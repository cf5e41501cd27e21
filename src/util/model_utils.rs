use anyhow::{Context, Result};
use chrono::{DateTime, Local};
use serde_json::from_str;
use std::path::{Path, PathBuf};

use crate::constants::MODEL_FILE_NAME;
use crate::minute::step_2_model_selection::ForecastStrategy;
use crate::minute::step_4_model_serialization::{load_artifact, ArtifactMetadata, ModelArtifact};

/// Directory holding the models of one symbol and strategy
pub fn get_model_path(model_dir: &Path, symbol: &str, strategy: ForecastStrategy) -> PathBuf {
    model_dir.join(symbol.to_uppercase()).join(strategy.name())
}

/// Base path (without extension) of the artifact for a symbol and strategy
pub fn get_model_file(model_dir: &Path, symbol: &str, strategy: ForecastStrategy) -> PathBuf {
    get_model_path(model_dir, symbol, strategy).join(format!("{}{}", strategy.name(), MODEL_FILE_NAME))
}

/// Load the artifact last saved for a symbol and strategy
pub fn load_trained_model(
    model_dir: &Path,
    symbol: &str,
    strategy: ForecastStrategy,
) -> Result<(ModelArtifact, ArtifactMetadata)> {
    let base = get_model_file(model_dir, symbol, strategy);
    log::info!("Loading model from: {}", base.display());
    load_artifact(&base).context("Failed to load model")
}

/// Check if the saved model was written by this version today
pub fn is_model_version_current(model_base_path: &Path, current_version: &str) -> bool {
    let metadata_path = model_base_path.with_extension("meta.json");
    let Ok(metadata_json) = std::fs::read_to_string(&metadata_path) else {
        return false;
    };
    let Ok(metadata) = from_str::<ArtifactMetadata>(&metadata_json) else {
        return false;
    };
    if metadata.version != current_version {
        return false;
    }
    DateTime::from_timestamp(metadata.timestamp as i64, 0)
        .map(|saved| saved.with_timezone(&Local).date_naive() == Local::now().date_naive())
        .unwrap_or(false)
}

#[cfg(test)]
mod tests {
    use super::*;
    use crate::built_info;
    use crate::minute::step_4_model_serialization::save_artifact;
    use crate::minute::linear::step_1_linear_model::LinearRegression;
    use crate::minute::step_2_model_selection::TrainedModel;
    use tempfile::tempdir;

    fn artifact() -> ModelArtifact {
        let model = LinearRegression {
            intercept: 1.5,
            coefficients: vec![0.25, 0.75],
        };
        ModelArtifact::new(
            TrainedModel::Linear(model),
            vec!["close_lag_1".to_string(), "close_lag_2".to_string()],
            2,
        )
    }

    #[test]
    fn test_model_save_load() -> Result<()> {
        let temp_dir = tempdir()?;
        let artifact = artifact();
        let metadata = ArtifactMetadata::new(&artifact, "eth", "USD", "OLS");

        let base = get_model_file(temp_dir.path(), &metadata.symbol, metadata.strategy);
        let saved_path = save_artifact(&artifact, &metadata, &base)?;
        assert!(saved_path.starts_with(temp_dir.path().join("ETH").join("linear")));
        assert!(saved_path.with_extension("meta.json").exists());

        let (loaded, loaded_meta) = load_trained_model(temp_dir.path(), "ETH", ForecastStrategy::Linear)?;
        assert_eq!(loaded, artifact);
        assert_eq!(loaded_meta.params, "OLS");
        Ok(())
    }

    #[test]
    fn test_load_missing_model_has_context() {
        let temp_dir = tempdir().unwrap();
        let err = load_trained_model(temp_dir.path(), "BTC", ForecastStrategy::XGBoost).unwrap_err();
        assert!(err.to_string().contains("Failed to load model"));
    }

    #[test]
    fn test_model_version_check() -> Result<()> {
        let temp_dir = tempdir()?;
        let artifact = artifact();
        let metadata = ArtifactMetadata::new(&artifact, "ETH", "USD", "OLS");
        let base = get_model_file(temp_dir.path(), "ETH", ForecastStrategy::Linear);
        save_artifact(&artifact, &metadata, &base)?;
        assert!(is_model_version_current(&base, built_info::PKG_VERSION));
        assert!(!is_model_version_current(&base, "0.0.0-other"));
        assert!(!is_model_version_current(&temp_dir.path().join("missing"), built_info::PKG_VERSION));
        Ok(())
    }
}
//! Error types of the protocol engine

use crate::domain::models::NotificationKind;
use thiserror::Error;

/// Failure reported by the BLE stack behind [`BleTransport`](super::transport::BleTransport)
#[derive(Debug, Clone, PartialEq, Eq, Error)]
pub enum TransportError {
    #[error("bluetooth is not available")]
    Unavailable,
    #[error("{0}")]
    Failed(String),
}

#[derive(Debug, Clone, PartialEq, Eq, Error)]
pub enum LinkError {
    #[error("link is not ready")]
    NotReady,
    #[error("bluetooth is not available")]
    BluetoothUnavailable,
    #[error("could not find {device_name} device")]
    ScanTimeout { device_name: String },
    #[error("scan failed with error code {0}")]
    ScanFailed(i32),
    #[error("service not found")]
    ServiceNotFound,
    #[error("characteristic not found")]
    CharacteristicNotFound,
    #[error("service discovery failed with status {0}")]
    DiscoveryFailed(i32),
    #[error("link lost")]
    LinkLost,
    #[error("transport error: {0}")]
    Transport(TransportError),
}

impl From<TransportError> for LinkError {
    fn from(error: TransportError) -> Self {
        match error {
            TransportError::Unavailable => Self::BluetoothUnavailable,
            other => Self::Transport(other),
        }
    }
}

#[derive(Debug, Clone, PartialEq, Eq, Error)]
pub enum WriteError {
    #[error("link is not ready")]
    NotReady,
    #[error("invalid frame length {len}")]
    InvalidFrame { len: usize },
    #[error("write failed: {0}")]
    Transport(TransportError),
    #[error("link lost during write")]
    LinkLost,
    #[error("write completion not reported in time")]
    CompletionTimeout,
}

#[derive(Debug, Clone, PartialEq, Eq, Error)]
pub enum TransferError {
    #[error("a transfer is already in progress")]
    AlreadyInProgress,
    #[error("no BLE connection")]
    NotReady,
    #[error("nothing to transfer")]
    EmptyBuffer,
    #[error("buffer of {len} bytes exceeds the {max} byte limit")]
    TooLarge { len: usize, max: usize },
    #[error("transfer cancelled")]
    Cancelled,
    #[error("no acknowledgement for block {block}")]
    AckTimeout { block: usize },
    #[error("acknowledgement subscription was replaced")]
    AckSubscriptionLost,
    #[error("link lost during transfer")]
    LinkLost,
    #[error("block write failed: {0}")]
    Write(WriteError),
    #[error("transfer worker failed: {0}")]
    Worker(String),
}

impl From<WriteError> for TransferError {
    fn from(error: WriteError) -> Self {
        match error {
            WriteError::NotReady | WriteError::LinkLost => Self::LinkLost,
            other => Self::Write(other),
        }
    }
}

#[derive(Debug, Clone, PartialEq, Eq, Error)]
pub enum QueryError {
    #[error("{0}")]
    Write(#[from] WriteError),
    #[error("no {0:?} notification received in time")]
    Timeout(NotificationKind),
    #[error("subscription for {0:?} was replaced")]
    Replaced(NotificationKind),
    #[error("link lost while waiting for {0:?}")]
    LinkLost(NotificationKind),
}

...

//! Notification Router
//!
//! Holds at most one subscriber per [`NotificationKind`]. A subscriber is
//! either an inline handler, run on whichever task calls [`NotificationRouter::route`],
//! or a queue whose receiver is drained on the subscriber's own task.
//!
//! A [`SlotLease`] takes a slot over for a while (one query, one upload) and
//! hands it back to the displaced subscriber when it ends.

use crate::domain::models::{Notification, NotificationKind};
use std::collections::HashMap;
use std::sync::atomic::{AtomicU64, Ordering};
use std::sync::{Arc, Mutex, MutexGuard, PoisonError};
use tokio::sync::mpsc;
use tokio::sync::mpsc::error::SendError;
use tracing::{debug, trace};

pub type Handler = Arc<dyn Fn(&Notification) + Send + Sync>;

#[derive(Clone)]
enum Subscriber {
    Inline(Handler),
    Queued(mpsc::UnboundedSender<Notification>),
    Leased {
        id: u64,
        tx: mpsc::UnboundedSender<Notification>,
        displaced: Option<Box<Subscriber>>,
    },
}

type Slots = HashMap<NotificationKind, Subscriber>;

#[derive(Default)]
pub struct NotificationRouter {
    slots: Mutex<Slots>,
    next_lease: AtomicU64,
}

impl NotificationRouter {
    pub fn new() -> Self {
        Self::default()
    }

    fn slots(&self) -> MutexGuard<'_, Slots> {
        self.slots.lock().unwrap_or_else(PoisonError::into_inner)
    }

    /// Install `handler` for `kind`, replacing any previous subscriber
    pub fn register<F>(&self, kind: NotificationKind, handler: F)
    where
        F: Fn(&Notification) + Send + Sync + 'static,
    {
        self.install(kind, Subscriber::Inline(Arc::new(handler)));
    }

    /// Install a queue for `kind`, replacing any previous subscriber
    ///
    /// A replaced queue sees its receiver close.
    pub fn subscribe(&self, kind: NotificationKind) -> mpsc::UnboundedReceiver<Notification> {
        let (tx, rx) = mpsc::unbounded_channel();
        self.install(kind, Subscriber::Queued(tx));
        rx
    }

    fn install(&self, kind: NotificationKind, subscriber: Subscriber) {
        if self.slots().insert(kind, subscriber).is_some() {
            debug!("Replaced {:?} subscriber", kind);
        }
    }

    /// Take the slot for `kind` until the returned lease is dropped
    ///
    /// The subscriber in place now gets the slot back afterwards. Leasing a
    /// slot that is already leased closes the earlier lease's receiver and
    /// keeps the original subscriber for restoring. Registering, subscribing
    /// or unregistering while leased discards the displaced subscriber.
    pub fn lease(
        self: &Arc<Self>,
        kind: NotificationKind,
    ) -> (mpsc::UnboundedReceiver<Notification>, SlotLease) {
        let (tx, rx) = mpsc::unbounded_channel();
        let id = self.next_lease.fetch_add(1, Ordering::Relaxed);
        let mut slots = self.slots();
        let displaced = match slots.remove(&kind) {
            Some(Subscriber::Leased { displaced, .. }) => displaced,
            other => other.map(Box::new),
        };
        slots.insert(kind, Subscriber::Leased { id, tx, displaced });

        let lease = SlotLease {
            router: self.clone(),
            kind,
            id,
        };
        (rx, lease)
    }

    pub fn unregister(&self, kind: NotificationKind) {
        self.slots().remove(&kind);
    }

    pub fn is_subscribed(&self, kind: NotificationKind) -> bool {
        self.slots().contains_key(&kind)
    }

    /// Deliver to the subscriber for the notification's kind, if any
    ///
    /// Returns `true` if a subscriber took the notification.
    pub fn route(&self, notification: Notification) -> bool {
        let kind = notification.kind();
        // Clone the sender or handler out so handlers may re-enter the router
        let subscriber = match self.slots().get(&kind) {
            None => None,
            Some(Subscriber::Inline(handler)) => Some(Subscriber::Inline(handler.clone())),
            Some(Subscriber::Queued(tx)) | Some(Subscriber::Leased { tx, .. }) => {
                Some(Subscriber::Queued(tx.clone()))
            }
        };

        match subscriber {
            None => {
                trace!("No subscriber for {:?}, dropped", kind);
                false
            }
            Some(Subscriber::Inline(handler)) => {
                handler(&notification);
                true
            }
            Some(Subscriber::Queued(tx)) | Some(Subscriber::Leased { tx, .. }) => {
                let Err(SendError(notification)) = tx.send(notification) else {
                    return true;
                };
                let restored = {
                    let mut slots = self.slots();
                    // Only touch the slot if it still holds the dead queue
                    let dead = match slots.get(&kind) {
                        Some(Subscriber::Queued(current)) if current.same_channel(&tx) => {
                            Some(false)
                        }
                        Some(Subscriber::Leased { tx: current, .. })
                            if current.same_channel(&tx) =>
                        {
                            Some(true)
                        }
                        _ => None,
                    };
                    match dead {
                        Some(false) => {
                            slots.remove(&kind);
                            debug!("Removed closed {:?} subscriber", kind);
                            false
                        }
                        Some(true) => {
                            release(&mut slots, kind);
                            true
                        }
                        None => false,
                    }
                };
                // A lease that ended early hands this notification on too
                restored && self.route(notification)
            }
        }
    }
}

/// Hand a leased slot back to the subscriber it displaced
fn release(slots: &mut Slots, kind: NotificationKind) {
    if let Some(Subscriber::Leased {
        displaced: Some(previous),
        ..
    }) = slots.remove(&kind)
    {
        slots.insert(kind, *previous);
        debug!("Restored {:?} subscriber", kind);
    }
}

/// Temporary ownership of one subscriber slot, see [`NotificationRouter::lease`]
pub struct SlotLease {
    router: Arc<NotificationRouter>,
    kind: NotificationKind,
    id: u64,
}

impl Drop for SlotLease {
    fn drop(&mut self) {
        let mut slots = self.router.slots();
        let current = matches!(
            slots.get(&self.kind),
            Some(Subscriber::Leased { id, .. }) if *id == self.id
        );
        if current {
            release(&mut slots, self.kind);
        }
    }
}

==

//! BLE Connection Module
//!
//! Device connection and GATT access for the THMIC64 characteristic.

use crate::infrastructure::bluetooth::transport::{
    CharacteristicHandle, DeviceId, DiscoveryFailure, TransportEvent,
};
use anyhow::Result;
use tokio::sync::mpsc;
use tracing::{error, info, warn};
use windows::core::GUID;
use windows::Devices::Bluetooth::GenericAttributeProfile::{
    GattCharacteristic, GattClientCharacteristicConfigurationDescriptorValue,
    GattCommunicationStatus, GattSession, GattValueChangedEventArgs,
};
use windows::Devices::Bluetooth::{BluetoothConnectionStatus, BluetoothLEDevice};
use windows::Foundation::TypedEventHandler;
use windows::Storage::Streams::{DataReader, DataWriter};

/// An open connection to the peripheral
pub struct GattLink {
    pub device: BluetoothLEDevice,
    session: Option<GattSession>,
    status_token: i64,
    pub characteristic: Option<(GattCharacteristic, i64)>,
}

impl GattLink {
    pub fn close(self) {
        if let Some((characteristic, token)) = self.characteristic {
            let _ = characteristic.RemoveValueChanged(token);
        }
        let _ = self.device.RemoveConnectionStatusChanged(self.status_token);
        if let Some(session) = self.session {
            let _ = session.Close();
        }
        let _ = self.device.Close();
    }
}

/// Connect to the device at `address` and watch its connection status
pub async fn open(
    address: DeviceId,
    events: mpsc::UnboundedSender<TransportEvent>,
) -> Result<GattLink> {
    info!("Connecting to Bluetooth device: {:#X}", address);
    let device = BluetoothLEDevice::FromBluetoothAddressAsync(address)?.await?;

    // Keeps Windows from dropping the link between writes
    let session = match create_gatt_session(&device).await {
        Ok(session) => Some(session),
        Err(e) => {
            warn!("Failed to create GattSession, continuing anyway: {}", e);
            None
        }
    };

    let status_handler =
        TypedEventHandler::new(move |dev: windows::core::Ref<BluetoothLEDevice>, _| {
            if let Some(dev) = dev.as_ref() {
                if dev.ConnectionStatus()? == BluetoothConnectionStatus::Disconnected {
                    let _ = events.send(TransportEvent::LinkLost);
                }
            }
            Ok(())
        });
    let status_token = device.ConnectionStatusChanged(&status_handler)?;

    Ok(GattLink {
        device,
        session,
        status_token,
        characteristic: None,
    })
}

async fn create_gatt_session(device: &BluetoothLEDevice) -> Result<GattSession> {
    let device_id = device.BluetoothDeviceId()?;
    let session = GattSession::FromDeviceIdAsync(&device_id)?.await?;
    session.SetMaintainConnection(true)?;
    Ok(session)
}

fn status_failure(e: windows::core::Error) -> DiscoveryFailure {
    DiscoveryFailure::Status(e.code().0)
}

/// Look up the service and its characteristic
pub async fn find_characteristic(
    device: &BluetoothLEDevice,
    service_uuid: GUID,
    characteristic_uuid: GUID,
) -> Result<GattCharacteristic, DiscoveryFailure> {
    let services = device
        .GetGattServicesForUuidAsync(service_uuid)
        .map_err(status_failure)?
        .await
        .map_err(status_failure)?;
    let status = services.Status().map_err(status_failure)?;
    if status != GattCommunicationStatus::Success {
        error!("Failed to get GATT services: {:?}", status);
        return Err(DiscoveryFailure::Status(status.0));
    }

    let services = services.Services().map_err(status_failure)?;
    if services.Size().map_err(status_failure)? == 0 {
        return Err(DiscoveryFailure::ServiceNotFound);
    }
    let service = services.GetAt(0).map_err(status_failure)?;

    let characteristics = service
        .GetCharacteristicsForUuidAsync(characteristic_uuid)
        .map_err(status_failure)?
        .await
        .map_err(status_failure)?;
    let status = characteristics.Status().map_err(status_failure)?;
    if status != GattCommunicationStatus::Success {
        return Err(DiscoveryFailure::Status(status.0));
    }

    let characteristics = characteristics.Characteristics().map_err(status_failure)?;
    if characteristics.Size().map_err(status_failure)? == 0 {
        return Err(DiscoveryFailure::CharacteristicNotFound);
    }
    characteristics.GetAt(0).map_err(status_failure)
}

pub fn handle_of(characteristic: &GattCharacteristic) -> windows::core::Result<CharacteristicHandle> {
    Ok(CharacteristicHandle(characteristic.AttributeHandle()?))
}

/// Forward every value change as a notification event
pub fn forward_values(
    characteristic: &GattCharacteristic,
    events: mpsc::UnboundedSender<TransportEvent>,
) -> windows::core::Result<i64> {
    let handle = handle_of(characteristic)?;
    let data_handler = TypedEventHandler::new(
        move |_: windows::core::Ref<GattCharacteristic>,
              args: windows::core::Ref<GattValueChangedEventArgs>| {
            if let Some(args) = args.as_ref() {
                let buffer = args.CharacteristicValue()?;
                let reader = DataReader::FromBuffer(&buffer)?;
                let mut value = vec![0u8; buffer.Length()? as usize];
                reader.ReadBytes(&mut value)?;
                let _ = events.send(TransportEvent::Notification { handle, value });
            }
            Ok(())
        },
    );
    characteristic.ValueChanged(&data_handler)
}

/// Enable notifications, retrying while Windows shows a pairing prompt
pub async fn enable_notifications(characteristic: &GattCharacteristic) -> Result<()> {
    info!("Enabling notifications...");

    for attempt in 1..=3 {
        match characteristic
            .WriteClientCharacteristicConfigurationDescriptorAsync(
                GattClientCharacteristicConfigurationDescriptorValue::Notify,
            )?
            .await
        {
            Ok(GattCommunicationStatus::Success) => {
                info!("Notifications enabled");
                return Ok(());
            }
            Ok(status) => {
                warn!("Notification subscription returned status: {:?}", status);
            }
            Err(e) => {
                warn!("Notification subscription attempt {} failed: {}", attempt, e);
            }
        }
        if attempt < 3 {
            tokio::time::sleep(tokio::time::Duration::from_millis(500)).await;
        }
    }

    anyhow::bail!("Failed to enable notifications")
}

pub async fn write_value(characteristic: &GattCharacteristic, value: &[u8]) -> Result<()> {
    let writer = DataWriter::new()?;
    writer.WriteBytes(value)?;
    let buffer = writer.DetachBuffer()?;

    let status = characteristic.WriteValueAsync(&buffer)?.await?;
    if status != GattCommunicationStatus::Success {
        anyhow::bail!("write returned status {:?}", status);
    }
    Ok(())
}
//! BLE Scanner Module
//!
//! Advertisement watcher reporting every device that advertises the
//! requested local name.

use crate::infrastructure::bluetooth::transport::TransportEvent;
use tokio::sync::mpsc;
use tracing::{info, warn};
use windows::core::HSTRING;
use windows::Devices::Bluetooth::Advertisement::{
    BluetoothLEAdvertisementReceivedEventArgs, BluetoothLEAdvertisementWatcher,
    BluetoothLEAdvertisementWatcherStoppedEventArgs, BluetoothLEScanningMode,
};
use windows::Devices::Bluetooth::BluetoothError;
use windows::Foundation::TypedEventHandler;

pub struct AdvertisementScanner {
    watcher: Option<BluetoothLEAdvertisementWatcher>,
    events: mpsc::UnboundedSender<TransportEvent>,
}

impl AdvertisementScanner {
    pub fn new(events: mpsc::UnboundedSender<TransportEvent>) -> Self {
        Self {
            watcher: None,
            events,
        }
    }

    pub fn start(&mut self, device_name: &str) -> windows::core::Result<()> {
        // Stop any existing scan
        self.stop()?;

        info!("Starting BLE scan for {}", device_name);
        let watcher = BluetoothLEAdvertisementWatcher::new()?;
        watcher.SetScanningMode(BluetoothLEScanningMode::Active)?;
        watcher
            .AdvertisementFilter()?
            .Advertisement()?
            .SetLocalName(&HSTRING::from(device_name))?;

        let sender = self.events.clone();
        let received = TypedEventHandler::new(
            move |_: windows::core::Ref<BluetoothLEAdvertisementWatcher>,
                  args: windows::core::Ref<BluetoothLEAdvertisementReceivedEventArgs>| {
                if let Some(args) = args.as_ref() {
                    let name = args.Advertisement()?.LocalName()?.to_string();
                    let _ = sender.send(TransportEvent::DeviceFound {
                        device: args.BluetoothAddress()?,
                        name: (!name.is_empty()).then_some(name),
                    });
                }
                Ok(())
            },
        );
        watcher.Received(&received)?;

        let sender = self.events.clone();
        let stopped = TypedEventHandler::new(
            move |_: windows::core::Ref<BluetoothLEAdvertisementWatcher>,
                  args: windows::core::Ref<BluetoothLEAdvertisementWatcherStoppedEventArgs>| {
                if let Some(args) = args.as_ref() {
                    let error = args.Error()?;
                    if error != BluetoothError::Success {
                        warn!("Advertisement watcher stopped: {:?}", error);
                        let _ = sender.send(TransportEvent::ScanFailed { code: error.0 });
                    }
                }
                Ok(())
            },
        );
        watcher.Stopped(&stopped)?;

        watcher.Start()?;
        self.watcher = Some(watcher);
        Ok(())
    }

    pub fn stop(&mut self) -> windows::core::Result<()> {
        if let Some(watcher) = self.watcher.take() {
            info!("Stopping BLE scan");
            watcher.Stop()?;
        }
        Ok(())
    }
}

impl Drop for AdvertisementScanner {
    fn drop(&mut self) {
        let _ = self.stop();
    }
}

Directions: Tell how many lines of the data above contain the word "enum", giving the number by itself.

Answer to this problem: 6